Sojourner Truth: Ain't I a Woman?

In Sojourner Truth's speech entitled "Ain't I a Woman?", Truth notes that she is speaking during a time period where both blacks and women are fighting for rights. However, one group of people that many fail to recognize or fight for are black women. If white men are considered superior to everyone, with white women and black men inferior to them, black women are considered inferior to everyone. In her speech, Sojourner Truth argues that she is a women. She can do women's work and men's work, she has delivered children, she is every bit as capable to be successful as anyone. After proving her points, she informs her audience that although one man stated that woman cannot have as many rights as men because Christ was a man; Christ came from God and a woman. Man had nothing to do with Christ's birth, therefore women should be treated with respect equal to men.
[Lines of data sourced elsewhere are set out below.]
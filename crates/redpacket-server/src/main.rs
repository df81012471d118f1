//! HTTP front end for the `redpacket` engine.
//!
//! ```bash
//! curl "http://localhost:8080/set?uid=1&money=100&num=100"
//! curl "http://localhost:8080/get?id=1162763031&uid=1"
//! curl "http://localhost:8080/"
//! ```

mod server;

use clap::Parser;
use redpacket::PacketService;
use server::config::{CliArgs, ServerConfig};
use server::routes::router;
use server::telemetry::init_telemetry;
use tokio::net::TcpListener;
use tokio::signal;

// Using mimalloc for better performance under contention, especially in musl
// environments.
#[global_allocator]
static GLOBAL: mimalloc::MiMalloc = mimalloc::MiMalloc;

#[tokio::main]
async fn main() -> anyhow::Result<()> {
    // Load from .env
    let _ = dotenvy::dotenv();
    let args = CliArgs::parse();
    let config = ServerConfig::try_from(args)?;

    let providers = init_telemetry(&config)?;

    let service = PacketService::new(config.service.clone())?;
    let listener = TcpListener::bind(&config.server_addr).await?;
    log_startup_info(&config);

    let served = axum::serve(listener, router(service.clone()))
        .with_graceful_shutdown(shutdown_signal())
        .await;

    // Claims already queued on a shard are served before it stops.
    if let Err(_e) = service.shutdown().await {
        #[cfg(feature = "tracing")]
        tracing::error!("Error during service shutdown: {:?}", _e);
    }

    #[cfg(feature = "tracing")]
    tracing::info!("Service shut down successfully");

    providers.shutdown();
    served?;
    Ok(())
}

fn log_startup_info(_config: &ServerConfig) {
    if cfg!(debug_assertions) {
        #[cfg(feature = "tracing")]
        tracing::info!(
            "Starting red packet service on {} with full config: {:#?}",
            _config.server_addr,
            _config
        );
    } else {
        #[cfg(feature = "tracing")]
        tracing::info!(
            "Starting red packet service on {} with {} shards",
            _config.server_addr,
            _config.service.num_shards
        );
    }
}

async fn shutdown_signal() {
    #[cfg(unix)]
    let terminate = async {
        signal::unix::signal(signal::unix::SignalKind::terminate())
            .expect("failed to install signal handler")
            .recv()
            .await;
    };

    #[cfg(not(unix))]
    let terminate = std::future::pending::<()>();

    let ctrl_c = async {
        signal::ctrl_c()
            .await
            .expect("failed to install Ctrl+C handler");
    };

    tokio::select! {
        () = ctrl_c => {
            #[cfg(feature = "tracing")]
            tracing::info!("Received Ctrl+C signal");
        },
        () = terminate => {
            #[cfg(feature = "tracing")]
            tracing::info!("Received SIGTERM signal");
        },
    }

    #[cfg(feature = "tracing")]
    tracing::info!("Shutdown signal received, terminating gracefully...");
}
Truth hoped that her and other women fighting for women's rights would help black and white women in their ultimate quest for equality to men.

LAD #18

What to the Slave is the Fourth of July?

In Frederick Douglas' Fourth of July Speech, he introduces American people to a different side of one of the United States' most celebrated and patriotic holidays. While whites rejoice on the Fourth of July and celebrate their independence, blacks can only note the hypocrisy of the entire holiday. Frederick Douglas wonders how Americans can celebrate their independence on the Fourth of July while blacks remain slaves; people toiling for unsympathetic masters who beat them, separate them from their families, do not provide them with enough food, and do not pay them. Douglas comes to the conclusion that the Fourth of July is not really a holiday of independence. On the contrary, whites became independent of Britain's hold on them, while they hypocritically did not provide equality and freedom to their slaves. Douglas states that while whites celebrate the Fourth, blacks are left to mourn their mistreatment and unfair position in American society.